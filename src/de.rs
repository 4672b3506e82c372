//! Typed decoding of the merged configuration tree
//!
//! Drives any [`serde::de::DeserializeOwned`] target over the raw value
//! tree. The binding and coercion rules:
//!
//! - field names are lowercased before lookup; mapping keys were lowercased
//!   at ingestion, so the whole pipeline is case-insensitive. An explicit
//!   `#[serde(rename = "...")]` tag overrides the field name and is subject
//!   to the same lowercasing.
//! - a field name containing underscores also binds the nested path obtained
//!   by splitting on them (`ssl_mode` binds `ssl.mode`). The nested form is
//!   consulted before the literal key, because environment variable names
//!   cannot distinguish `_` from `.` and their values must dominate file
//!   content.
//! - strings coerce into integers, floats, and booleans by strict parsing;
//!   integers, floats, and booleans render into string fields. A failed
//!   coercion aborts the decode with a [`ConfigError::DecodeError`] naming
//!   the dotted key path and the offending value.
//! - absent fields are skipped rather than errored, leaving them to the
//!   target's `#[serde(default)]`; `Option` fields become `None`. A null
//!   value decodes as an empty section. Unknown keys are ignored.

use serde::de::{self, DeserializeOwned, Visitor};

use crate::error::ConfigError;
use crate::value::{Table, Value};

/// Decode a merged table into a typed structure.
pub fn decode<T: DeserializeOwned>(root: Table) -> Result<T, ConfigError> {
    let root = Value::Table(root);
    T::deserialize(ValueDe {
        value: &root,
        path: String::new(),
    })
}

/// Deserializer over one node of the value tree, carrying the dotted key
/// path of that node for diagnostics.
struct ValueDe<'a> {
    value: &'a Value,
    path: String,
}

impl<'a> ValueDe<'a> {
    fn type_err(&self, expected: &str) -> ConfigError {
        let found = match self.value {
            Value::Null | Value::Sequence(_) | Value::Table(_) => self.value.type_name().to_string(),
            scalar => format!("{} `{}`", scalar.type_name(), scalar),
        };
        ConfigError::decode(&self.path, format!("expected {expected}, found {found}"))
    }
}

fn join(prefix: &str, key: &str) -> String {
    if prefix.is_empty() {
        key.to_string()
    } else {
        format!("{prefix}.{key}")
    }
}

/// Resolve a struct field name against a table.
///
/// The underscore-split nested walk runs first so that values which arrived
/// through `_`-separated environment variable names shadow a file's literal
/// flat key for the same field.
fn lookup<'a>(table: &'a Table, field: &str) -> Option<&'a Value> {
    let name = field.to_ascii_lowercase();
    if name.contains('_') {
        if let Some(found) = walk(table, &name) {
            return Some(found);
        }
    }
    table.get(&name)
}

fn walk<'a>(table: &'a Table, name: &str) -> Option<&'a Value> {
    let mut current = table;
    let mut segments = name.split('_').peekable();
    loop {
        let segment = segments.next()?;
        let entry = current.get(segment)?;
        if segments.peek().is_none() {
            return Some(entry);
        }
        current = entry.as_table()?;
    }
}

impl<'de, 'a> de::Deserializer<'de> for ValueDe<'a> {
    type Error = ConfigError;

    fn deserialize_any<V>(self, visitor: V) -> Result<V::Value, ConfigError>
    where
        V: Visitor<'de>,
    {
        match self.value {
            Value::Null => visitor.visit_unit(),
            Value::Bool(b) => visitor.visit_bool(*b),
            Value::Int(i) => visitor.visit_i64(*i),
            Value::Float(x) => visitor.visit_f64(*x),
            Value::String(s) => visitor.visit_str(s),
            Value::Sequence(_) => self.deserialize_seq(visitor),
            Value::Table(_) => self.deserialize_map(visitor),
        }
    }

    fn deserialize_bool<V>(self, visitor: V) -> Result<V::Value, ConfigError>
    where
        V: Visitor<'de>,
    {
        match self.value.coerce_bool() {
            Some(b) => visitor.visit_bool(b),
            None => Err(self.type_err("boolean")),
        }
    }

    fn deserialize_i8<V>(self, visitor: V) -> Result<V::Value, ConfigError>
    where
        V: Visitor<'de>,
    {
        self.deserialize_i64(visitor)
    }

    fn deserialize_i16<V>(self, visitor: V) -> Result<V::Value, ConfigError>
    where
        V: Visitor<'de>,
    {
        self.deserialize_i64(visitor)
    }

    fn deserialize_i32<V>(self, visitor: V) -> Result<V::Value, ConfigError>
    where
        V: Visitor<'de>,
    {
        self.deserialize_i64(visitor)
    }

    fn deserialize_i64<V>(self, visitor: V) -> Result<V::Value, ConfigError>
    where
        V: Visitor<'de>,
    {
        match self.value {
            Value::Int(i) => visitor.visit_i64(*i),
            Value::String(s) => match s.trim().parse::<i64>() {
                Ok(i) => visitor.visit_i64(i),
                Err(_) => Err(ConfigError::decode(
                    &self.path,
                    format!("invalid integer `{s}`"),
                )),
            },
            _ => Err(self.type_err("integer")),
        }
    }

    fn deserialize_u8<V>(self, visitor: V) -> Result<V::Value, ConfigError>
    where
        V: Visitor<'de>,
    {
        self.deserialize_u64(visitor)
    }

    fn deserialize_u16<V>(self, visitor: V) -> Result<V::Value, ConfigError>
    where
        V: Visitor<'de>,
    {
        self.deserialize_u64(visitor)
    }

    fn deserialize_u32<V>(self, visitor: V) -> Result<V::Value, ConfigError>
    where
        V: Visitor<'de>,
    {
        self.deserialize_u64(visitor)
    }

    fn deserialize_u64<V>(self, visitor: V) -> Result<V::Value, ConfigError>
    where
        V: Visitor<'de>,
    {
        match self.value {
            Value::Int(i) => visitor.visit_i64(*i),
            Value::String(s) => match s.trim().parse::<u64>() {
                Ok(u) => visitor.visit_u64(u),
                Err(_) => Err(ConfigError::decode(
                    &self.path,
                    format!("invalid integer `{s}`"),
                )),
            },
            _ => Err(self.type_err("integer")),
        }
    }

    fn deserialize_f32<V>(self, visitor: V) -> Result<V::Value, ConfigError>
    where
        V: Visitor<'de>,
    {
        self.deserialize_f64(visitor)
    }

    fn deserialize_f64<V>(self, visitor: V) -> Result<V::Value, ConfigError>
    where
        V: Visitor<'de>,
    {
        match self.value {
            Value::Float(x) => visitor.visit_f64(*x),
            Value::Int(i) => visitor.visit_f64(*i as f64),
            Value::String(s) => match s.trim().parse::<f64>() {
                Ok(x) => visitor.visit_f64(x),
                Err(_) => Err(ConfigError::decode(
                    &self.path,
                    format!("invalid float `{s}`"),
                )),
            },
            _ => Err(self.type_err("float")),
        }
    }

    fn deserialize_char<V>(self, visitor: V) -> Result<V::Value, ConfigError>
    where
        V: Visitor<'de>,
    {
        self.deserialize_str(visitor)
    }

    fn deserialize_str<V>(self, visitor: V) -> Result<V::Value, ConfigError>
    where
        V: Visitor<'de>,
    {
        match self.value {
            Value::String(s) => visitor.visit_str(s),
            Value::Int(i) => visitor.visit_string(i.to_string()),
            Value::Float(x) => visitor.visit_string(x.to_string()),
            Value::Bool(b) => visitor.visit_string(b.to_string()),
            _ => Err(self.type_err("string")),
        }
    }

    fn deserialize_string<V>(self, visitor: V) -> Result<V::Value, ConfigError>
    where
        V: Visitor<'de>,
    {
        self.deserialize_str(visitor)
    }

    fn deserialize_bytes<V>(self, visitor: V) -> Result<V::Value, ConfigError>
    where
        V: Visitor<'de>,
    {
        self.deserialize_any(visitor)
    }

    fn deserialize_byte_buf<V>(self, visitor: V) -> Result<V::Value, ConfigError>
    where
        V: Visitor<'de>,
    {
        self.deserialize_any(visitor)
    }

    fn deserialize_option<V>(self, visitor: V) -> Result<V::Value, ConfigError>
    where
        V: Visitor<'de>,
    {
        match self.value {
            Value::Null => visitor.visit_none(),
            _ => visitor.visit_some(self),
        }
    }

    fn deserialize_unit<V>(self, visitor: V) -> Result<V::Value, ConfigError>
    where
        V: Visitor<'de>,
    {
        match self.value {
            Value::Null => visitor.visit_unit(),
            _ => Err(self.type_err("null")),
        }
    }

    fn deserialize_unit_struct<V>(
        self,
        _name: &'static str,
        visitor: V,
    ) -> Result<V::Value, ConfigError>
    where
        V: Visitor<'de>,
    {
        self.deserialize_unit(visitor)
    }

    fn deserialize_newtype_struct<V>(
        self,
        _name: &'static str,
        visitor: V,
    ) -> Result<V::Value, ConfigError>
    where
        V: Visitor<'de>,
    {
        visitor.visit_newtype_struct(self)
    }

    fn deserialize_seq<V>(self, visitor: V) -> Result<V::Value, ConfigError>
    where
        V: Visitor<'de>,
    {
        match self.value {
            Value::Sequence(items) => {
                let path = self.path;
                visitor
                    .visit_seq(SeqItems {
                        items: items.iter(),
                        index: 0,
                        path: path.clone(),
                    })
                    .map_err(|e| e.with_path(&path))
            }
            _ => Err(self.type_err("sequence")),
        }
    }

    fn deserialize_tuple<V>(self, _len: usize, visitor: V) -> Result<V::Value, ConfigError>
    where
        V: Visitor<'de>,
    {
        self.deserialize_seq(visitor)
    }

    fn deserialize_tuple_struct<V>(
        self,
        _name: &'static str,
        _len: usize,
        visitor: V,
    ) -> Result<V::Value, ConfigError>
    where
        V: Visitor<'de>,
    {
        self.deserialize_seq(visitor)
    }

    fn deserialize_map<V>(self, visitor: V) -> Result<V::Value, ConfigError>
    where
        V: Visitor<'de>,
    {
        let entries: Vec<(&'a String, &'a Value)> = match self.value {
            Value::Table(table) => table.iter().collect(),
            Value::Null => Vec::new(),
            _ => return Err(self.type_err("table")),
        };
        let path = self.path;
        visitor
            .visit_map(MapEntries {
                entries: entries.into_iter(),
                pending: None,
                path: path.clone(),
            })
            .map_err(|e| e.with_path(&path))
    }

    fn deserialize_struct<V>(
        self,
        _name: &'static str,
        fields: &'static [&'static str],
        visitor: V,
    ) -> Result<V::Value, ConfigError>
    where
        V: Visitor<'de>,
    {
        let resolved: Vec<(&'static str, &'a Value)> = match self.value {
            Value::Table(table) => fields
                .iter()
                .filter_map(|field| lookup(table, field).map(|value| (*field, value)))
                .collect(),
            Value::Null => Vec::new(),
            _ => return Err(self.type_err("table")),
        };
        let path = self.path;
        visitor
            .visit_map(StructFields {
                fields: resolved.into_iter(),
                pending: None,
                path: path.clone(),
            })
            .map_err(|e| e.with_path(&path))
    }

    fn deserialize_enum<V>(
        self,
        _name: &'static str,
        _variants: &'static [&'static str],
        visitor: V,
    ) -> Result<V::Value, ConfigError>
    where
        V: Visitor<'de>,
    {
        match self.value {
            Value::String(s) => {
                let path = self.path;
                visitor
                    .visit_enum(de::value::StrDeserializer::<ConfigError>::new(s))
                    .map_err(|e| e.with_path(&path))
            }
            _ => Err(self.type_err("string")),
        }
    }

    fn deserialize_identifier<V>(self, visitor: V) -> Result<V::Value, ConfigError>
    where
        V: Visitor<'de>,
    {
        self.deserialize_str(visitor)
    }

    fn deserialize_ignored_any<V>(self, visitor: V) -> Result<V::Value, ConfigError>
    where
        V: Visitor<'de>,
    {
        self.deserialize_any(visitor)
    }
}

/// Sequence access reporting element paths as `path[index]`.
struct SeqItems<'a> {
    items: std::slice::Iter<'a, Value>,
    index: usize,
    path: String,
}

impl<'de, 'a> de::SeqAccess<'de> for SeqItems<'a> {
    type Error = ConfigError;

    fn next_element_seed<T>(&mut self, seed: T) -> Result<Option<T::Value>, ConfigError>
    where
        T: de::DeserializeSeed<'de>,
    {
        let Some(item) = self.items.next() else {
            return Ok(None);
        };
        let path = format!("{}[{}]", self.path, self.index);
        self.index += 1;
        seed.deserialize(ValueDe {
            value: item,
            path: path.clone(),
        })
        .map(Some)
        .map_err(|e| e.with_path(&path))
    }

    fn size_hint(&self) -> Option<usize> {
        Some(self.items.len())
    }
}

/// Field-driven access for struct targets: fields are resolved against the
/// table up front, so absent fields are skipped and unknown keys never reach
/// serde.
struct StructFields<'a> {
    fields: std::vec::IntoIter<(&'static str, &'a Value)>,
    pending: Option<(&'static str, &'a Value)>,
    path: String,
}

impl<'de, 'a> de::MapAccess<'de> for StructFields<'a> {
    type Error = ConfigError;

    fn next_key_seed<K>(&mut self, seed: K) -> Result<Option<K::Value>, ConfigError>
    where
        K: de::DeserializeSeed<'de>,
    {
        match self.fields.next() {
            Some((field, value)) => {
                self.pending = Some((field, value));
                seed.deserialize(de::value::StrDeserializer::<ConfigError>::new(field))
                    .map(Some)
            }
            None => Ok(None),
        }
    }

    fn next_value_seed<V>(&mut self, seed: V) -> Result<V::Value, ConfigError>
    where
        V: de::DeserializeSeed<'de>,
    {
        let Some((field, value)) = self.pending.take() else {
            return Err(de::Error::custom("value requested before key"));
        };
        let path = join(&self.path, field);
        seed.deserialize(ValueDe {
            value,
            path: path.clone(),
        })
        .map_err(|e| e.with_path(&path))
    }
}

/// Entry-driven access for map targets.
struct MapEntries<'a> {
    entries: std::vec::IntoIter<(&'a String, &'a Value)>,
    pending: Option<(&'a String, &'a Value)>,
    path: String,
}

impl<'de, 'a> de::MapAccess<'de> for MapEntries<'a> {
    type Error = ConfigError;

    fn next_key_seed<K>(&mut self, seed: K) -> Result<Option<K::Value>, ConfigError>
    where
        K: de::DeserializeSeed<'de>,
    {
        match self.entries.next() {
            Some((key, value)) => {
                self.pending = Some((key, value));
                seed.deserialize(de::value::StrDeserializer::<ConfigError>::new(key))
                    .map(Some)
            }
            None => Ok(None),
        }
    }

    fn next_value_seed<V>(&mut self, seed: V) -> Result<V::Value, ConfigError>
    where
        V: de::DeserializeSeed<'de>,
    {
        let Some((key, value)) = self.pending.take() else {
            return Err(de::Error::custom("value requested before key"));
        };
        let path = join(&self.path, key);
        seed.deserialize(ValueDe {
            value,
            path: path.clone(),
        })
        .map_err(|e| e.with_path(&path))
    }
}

________

Give every line of the material that includes the string "format".

TASK RESULT ▸
            scalar => format!("{} `{}`", scalar.type_name(), scalar),
        ConfigError::decode(&self.path, format!("expected {expected}, found {found}"))
        format!("{prefix}.{key}")
                    format!("invalid integer `{s}`"),
                    format!("invalid integer `{s}`"),
                    format!("invalid float `{s}`"),
        let path = format!("{}[{}]", self.path, self.index);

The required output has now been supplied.